Pfizer’s Post-Pandemic Research Efficiency Lagged – That’s Set To Change
I last published my research on Pfizer in April this year, where I remained optimistic on the company’s drug pipeline that could stabilize the company’s growth outlook as patent cliff-related headwinds persisted.
I valued Pfizer at ~$30 per share at the time of my last research note in April, and for most of 2024, that thesis did play out. Unfortunately, the U.S. presidential elections have created political headwinds for Pfizer that pressured the stock, leading to just ~7% returns since my note, which is far below my estimates.
The stance of the incoming U.S. administration on a variety of pharmaceutical areas (vaccines, for example) puts it at odds with many aspects of Pfizer’s business, leading to Pfizer erasing all its YTD gains this year.
But I believe the political headwinds are being overblown at this point, and the sentiment prevailing the incoming administration’s stance indicates that the administration aims to pressure Pfizer’s revenues due to past stances on vaccines. As seen in Exhibit B below, investors now value Pfizer at just 2.4x forward sales, closer to its multi-decade lows.
The uncertainty on pharma regulation will pressure the stock for a few months but should clear soon.
Pfizer’s management aimed to change some of that sentiment by issuing its updated 2025 guidance last week. The guidance called for 2025 sales to be in the range of $61-64 billion, which points to sales being flat in 2025. The forward guidance by management calls for a much more stable revenue base, lapping the last two years of volatile COVID revenues.
This outlook would have been boring in my view if not for the updated profitability outlook that points to some form of acceleration in its margins.
As most investors know, pharma companies, such as Pfizer, heavily invest R&D and capital resources into developing drugs and building a pipeline of innovation that deploys a growth ramp for their future growth. In some cases, companies might also divert capital to acquire pharma IP by either buying licenses or acquiring the company and its R&D teams entirely. With its Seagen acquisition, Pfizer aimed to fast-track its drug pipeline, which is heavily weighted towards oncology-related therapy. But that acquisition turned out to be more dilutive than accretive, which leaves the company to lean heavily on its drug pipeline.
Per October data, the company has registered 108 drugs in its pipeline, of which 34 drugs, or a third of the pipeline, are either in the final phases of evaluation or in registration. Of those 34 drugs, at least 20 of them are focused in the area of oncology. Pfizer recently received accelerated approval for its Braftovi drug, a treatment for metastatic colorectal cancer. All these drugs have come from years of R&D investments and capital that has been invested by Pfizer.
Unfortunately for Pfizer, the efficiency of those R&D investments and capital has been poor, leading to dismal returns on its investments. I monitor these investments with two metrics. One is the Return on Invested Capital or ROIC, that most investors are familiar with. The other is the Return on Research Capital, or RORC, which compares Pfizer’s gross profits to the previous year’s R&D expenses. With RORC, I try to observe if Pfizer was able to deliver higher revenues after adjusting for gross costs, based on the R&D expenses they made in the previous year at the very least.
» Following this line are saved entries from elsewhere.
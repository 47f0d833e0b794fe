//! Axis ranges and tick spacing for the two-axis chart.

/// Headroom added above the largest value on auto-ranged axes.
const AUTO_RANGE_HEADROOM: f64 = 0.05;

/// Value range of one axis.
///
/// The lower bound starts at zero unless the data dips below it. The upper
/// bound is `axis_max` when fixed, else the largest finite value plus
/// headroom. A flat or empty series gets a unit-height range.
pub fn value_range(values: &[f64], axis_max: Option<f64>) -> (f64, f64) {
    let finite = values.iter().copied().filter(|v| v.is_finite());
    let (min, max) = finite.fold((f64::INFINITY, f64::NEG_INFINITY), |(lo, hi), v| {
        (lo.min(v), hi.max(v))
    });

    let low = if min.is_finite() { min.min(0.0) } else { 0.0 };
    let high = axis_max.unwrap_or_else(|| {
        if max.is_finite() {
            max + max.abs() * AUTO_RANGE_HEADROOM
        } else {
            low + 1.0
        }
    });

    if high > low {
        (low, high)
    } else {
        (low, low + 1.0)
    }
}

/// Last x coordinate of a categorical axis over `len` points.
///
/// Never zero, so plotters always gets a non-degenerate range.
pub fn x_axis_end(len: usize) -> usize {
    len.saturating_sub(1).max(1)
}

/// Number of x labels to request for `len` points.
pub fn x_label_count(len: usize, max_ticks: usize) -> usize {
    len.min(max_ticks).max(1)
}
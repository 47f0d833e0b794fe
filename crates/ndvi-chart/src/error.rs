//! Application-wide error types using thiserror.

use ndvi_common::NdviError;

/// Main application error type.
#[derive(thiserror::Error, Debug)]
pub enum AppError {
    /// Error from configuration, datasets, alignment or rendering.
    #[error(transparent)]
    Ndvi(#[from] NdviError),

    /// A scheduled tick failed under the stop policy.
    #[error("Tick {tick} failed: {source}")]
    TickFailed {
        /// One-based number of the failed tick.
        tick: u64,
        /// What went wrong.
        #[source]
        source: NdviError,
    },
}

/// Result type for the application.
pub type AppResult<T> = Result<T, AppError>;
As can be seen, 2023’s RORC of 3.4x implied the company was able to return gross costs-adjusted revenues of just 3.4x 2022’s R&D, which was its worst ever since 1996. The same can be said about ROIC, which looks at the efficiency of net operating profit after tax. These performances in ROIC and RORC also coincided with Pfizer’s worst return on the stock market in 2023, as noted in Exhibit A.
But Pfizer’s management has strongly signaled at changing that.
In the 2025 outlook, management hinted at stronger profitability metrics. On the call to discuss the 2025 outlook, management sounded upbeat about expanding these metrics by expecting higher gross margins. Here is management’s response to a question about 2025 gross margins:
Clearly, upper 70s from a gross margin perspective is a target for us and it is attainable.
This was after management summarized their performance so far in terms of cost savings and outlook ahead:
We have also demonstrated good progress with financial discipline in 2024. We are working to realign our cost base in support of potential expanded margins. We achieved our goal of $4 billion in net cost savings by the end of this year and we expect an additional $500 million in net cost savings in 2025 with our previously announced cost realignment program. We also are already making progress with our plan designed to reduce manufacturing costs by $1.5 billion by the end of 2027.
Pfizer’s gross margins are currently ~70% TTM, expected “to be in the mid-70s for the full year [2024]” and projected to be in the upper 70s based on previously highlighted comments. Factoring these in, as shown in Exhibit E above, this indicates a strong floor in its margins, hence its cost efficiencies and hence, its stock price.
Here’s another way to observe the correlation between ROIC and its price.
Valuation Still Points to Upside
Per Seeking Alpha’s data, Pfizer currently trades at a forward valuation of just 9x 2025 adjusted EPS, which is at a 55% discount to the sector it operates in and a 21% discount to its own 5-Yr average.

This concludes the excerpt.